◆ What is required:
Copy out all of the data that follows, exactly as it appears.

[Records drawn from a dataset]

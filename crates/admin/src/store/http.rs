//! URL building, credentials and error decoding shared by the HTTP clients.

use secrecy::{ExposeSecret, SecretString};
use serde::Deserialize;
use url::Url;

use super::{StoreError, StoreResult};
use crate::config::StoreConfig;

/// Where the store lives and how requests authenticate.
///
/// Implements `Debug` manually to redact credentials.
#[derive(Clone)]
pub struct StoreEndpoint {
    base_url: Url,
    project_id: String,
    api_key: Option<SecretString>,
    access_token: Option<SecretString>,
}

impl std::fmt::Debug for StoreEndpoint {
    fn fmt(&self, f: &mut std::fmt::Formatter<'_>) -> std::fmt::Result {
        f.debug_struct("StoreEndpoint")
            .field("base_url", &self.base_url.as_str())
            .field("project_id", &self.project_id)
            .field("api_key", &self.api_key.as_ref().map(|_| "[REDACTED]"))
            .field("access_token", &self.access_token.as_ref().map(|_| "[REDACTED]"))
            .finish()
    }
}

impl StoreEndpoint {
    #[must_use]
    pub fn from_config(config: &StoreConfig) -> Self {
        Self {
            base_url: config.base_url.clone(),
            project_id: config.project_id.clone(),
            api_key: config.api_key.clone(),
            access_token: config.access_token.clone(),
        }
    }

    /// `projects/{project}/databases/(default)`
    #[must_use]
    pub fn database_name(&self) -> String {
        format!("projects/{}/databases/(default)", self.project_id)
    }

    /// Full resource name of a document or collection path.
    #[must_use]
    pub fn resource_name(&self, path: &str) -> String {
        format!("{}/documents/{path}", self.database_name())
    }

    /// URL under `.../documents`, optionally followed by a path and a
    /// `:verb` suffix on the last segment. The API key, when configured, is
    /// appended as the `key` query parameter.
    ///
    /// # Errors
    ///
    /// Returns [`StoreError::InvalidPath`] if the base URL cannot carry a path.
    pub fn documents_url(&self, path: Option<&str>, verb: Option<&str>) -> StoreResult<Url> {
        let mut segments: Vec<String> = [
            "v1",
            "projects",
            self.project_id.as_str(),
            "databases",
            "(default)",
            "documents",
        ]
        .iter()
        .map(ToString::to_string)
        .collect();
        if let Some(path) = path {
            segments.extend(path.split('/').map(str::to_string));
        }
        if let (Some(verb), Some(last)) = (verb, segments.last_mut()) {
            last.push(':');
            last.push_str(verb);
        }

        let mut url = self.base_url.clone();
        url.path_segments_mut()
            .map_err(|()| StoreError::InvalidPath(self.base_url.to_string()))?
            .pop_if_empty()
            .extend(&segments);
        if let Some(key) = &self.api_key {
            url.query_pairs_mut().append_pair("key", key.expose_secret());
        }
        Ok(url)
    }

    /// Attach the bearer token, if configured.
    #[must_use]
    pub fn authorize(&self, request: reqwest::RequestBuilder) -> reqwest::RequestBuilder {
        match &self.access_token {
            Some(token) => request.bearer_auth(token.expose_secret()),
            None => request,
        }
    }
}

#[derive(Debug, Deserialize)]
struct ErrorEnvelope {
    error: ErrorBody,
}

#[derive(Debug, Deserialize)]
struct ErrorBody {
    #[serde(default)]
    message: String,
    #[serde(default)]
    status: String,
}

/// Decode a non-success response into a [`StoreError`].
pub(crate) async fn error_from_response(response: reqwest::Response) -> StoreError {
    let status = response.status().as_u16();
    let body = response.text().await.unwrap_or_default();

    let (message, code) = serde_json::from_str::<ErrorEnvelope>(&body).map_or_else(
        |_| (body.clone(), String::new()),
        |envelope| (envelope.error.message, envelope.error.status),
    );

    match (status, code.as_str()) {
        (404, _) | (_, "NOT_FOUND") => StoreError::NotFound(message),
        (_, "ALREADY_EXISTS") => StoreError::AlreadyExists(message),
        _ => StoreError::Api { status, message },
    }
}

/// Parse a successful JSON response body.
pub(crate) async fn json_body<T: serde::de::DeserializeOwned>(
    response: reqwest::Response,
) -> StoreResult<T> {
    if !response.status().is_success() {
        return Err(error_from_response(response).await);
    }
    response
        .json()
        .await
        .map_err(|e| StoreError::Parse(format!("Failed to parse response: {e}")))
}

◆ Task result:
filename crates/admin/src/store/http.rs
//! URL building, credentials and error decoding shared by the HTTP clients.

use secrecy::{ExposeSecret, SecretString};
use serde::Deserialize;
use url::Url;

use super::{StoreError, StoreResult};
use crate::config::StoreConfig;

/// Where the store lives and how requests authenticate.
///
/// Implements `Debug` manually to redact credentials.
#[derive(Clone)]
pub struct StoreEndpoint {
    base_url: Url,
    project_id: String,
    api_key: Option<SecretString>,
    access_token: Option<SecretString>,
}

impl std::fmt::Debug for StoreEndpoint {
    fn fmt(&self, f: &mut std::fmt::Formatter<'_>) -> std::fmt::Result {
        f.debug_struct("StoreEndpoint")
            .field("base_url", &self.base_url.as_str())
            .field("project_id", &self.project_id)
            .field("api_key", &self.api_key.as_ref().map(|_| "[REDACTED]"))
            .field("access_token", &self.access_token.as_ref().map(|_| "[REDACTED]"))
            .finish()
    }
}

impl StoreEndpoint {
    #[must_use]
    pub fn from_config(config: &StoreConfig) -> Self {
        Self {
            base_url: config.base_url.clone(),
            project_id: config.project_id.clone(),
            api_key: config.api_key.clone(),
            access_token: config.access_token.clone(),
        }
    }

    /// `projects/{project}/databases/(default)`
    #[must_use]
    pub fn database_name(&self) -> String {
        format!("projects/{}/databases/(default)", self.project_id)
    }

    /// Full resource name of a document or collection path.
    #[must_use]
    pub fn resource_name(&self, path: &str) -> String {
        format!("{}/documents/{path}", self.database_name())
    }

    /// URL under `.../documents`, optionally followed by a path and a
    /// `:verb` suffix on the last segment. The API key, when configured, is
    /// appended as the `key` query parameter.
    ///
    /// # Errors
    ///
    /// Returns [`StoreError::InvalidPath`] if the base URL cannot carry a path.
    pub fn documents_url(&self, path: Option<&str>, verb: Option<&str>) -> StoreResult<Url> {
        let mut segments: Vec<String> = [
            "v1",
            "projects",
            self.project_id.as_str(),
            "databases",
            "(default)",
            "documents",
        ]
        .iter()
        .map(ToString::to_string)
        .collect();
        if let Some(path) = path {
            segments.extend(path.split('/').map(str::to_string));
        }
        if let (Some(verb), Some(last)) = (verb, segments.last_mut()) {
            last.push(':');
            last.push_str(verb);
        }

        let mut url = self.base_url.clone();
        url.path_segments_mut()
            .map_err(|()| StoreError::InvalidPath(self.base_url.to_string()))?
            .pop_if_empty()
            .extend(&segments);
        if let Some(key) = &self.api_key {
            url.query_pairs_mut().append_pair("key", key.expose_secret());
        }
        Ok(url)
    }

    /// Attach the bearer token, if configured.
    #[must_use]
    pub fn authorize(&self, request: reqwest::RequestBuilder) -> reqwest::RequestBuilder {
        match &self.access_token {
            Some(token) => request.bearer_auth(token.expose_secret()),
            None => request,
        }
    }
}

#[derive(Debug, Deserialize)]
struct ErrorEnvelope {
    error: ErrorBody,
}

#[derive(Debug, Deserialize)]
struct ErrorBody {
    #[serde(default)]
    message: String,
    #[serde(default)]
    status: String,
}

/// Decode a non-success response into a [`StoreError`].
pub(crate) async fn error_from_response(response: reqwest::Response) -> StoreError {
    let status = response.status().as_u16();
    let body = response.text().await.unwrap_or_default();

    let (message, code) = serde_json::from_str::<ErrorEnvelope>(&body).map_or_else(
        |_| (body.clone(), String::new()),
        |envelope| (envelope.error.message, envelope.error.status),
    );

    match (status, code.as_str()) {
        (404, _) | (_, "NOT_FOUND") => StoreError::NotFound(message),
        (_, "ALREADY_EXISTS") => StoreError::AlreadyExists(message),
        _ => StoreError::Api { status, message },
    }
}

/// Parse a successful JSON response body.
pub(crate) async fn json_body<T: serde::de::DeserializeOwned>(
    response: reqwest::Response,
) -> StoreResult<T> {
    if !response.status().is_success() {
        return Err(error_from_response(response).await);
    }
    response
        .json()
        .await
        .map_err(|e| StoreError::Parse(format!("Failed to parse response: {e}")))
}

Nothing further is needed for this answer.